Starting at the first line and ending at the last, output the data exactly.

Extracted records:
---
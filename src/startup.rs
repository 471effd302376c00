//! Start-up wiring: load artifacts and build [`AppState`]

use std::sync::Arc;

use anyhow::Context;

use crate::advisory::{AdvisoryService, ChatCompletionClient, GroqClient};
use crate::config::Config;
use crate::model::{ArtifactPipeline, Preprocessor};
use crate::state::AppState;
use crate::vocabulary::Vocabulary;

pub fn load_state(config: &Config) -> anyhow::Result<AppState> {
    let vocab_path = config.valid_inputs_path();
    let vocabulary = Vocabulary::from_file(&vocab_path)
        .with_context(|| format!("loading vocabulary from {}", vocab_path.display()))?;
    tracing::info!(
        path = %vocab_path.display(),
        areas = vocabulary.areas().len(),
        items = vocabulary.items().len(),
        "vocabulary loaded"
    );

    let model_path = config.model_path();
    let preprocessor_path = config.preprocessor_path();
    let pipeline = ArtifactPipeline::load(&model_path, &preprocessor_path).with_context(|| {
        format!(
            "loading model {} with preprocessor {}",
            model_path.display(),
            preprocessor_path.display()
        )
    })?;
    tracing::info!(
        model = %model_path.display(),
        preprocessor = %preprocessor_path.display(),
        features = pipeline.regressor().n_features(),
        "model loaded"
    );

    for gap in uncovered_entries(&vocabulary, pipeline.preprocessor()) {
        tracing::warn!(entry = %gap, "vocabulary entry unknown to the one-hot encoder");
    }

    let advisory = match config.groq_settings() {
        Some(settings) => {
            let client = GroqClient::new(settings).context("building advisory client")?;
            tracing::info!(model = client.model_name(), "advisory API key loaded");
            AdvisoryService::new(Some(Arc::new(client)))
        }
        None => {
            tracing::warn!("GROQ_API_KEY not set; /api/advisory will report a configuration error");
            AdvisoryService::disabled()
        }
    };

    AppState::new(Arc::new(vocabulary), Arc::new(pipeline), advisory)
}

/// Vocabulary entries the encoder has no column for
pub fn uncovered_entries(vocabulary: &Vocabulary, preprocessor: &Preprocessor) -> Vec<String> {
    let areas = vocabulary
        .areas()
        .iter()
        .filter(|a| !preprocessor.area_categories().contains(a))
        .map(|a| format!("Area: {a}"));
    let items = vocabulary
        .items()
        .iter()
        .filter(|i| !preprocessor.item_categories().contains(i))
        .map(|i| format!("Item: {i}"));
    areas.chain(items).collect()
}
---
Response to the task:
filename src/startup.rs
repository 471effd302376c00
//! Start-up wiring: load artifacts and build [`AppState`]

use std::sync::Arc;

use anyhow::Context;

use crate::advisory::{AdvisoryService, ChatCompletionClient, GroqClient};
use crate::config::Config;
use crate::model::{ArtifactPipeline, Preprocessor};
use crate::state::AppState;
use crate::vocabulary::Vocabulary;

pub fn load_state(config: &Config) -> anyhow::Result<AppState> {
    let vocab_path = config.valid_inputs_path();
    let vocabulary = Vocabulary::from_file(&vocab_path)
        .with_context(|| format!("loading vocabulary from {}", vocab_path.display()))?;
    tracing::info!(
        path = %vocab_path.display(),
        areas = vocabulary.areas().len(),
        items = vocabulary.items().len(),
        "vocabulary loaded"
    );

    let model_path = config.model_path();
    let preprocessor_path = config.preprocessor_path();
    let pipeline = ArtifactPipeline::load(&model_path, &preprocessor_path).with_context(|| {
        format!(
            "loading model {} with preprocessor {}",
            model_path.display(),
            preprocessor_path.display()
        )
    })?;
    tracing::info!(
        model = %model_path.display(),
        preprocessor = %preprocessor_path.display(),
        features = pipeline.regressor().n_features(),
        "model loaded"
    );

    for gap in uncovered_entries(&vocabulary, pipeline.preprocessor()) {
        tracing::warn!(entry = %gap, "vocabulary entry unknown to the one-hot encoder");
    }

    let advisory = match config.groq_settings() {
        Some(settings) => {
            let client = GroqClient::new(settings).context("building advisory client")?;
            tracing::info!(model = client.model_name(), "advisory API key loaded");
            AdvisoryService::new(Some(Arc::new(client)))
        }
        None => {
            tracing::warn!("GROQ_API_KEY not set; /api/advisory will report a configuration error");
            AdvisoryService::disabled()
        }
    };

    AppState::new(Arc::new(vocabulary), Arc::new(pipeline), advisory)
}

/// Vocabulary entries the encoder has no column for
pub fn uncovered_entries(vocabulary: &Vocabulary, preprocessor: &Preprocessor) -> Vec<String> {
    let areas = vocabulary
        .areas()
        .iter()
        .filter(|a| !preprocessor.area_categories().contains(a))
        .map(|a| format!("Area: {a}"));
    let items = vocabulary
        .items()
        .iter()
        .filter(|i| !preprocessor.item_categories().contains(i))
        .map(|i| format!("Item: {i}"));
    areas.chain(items).collect()
}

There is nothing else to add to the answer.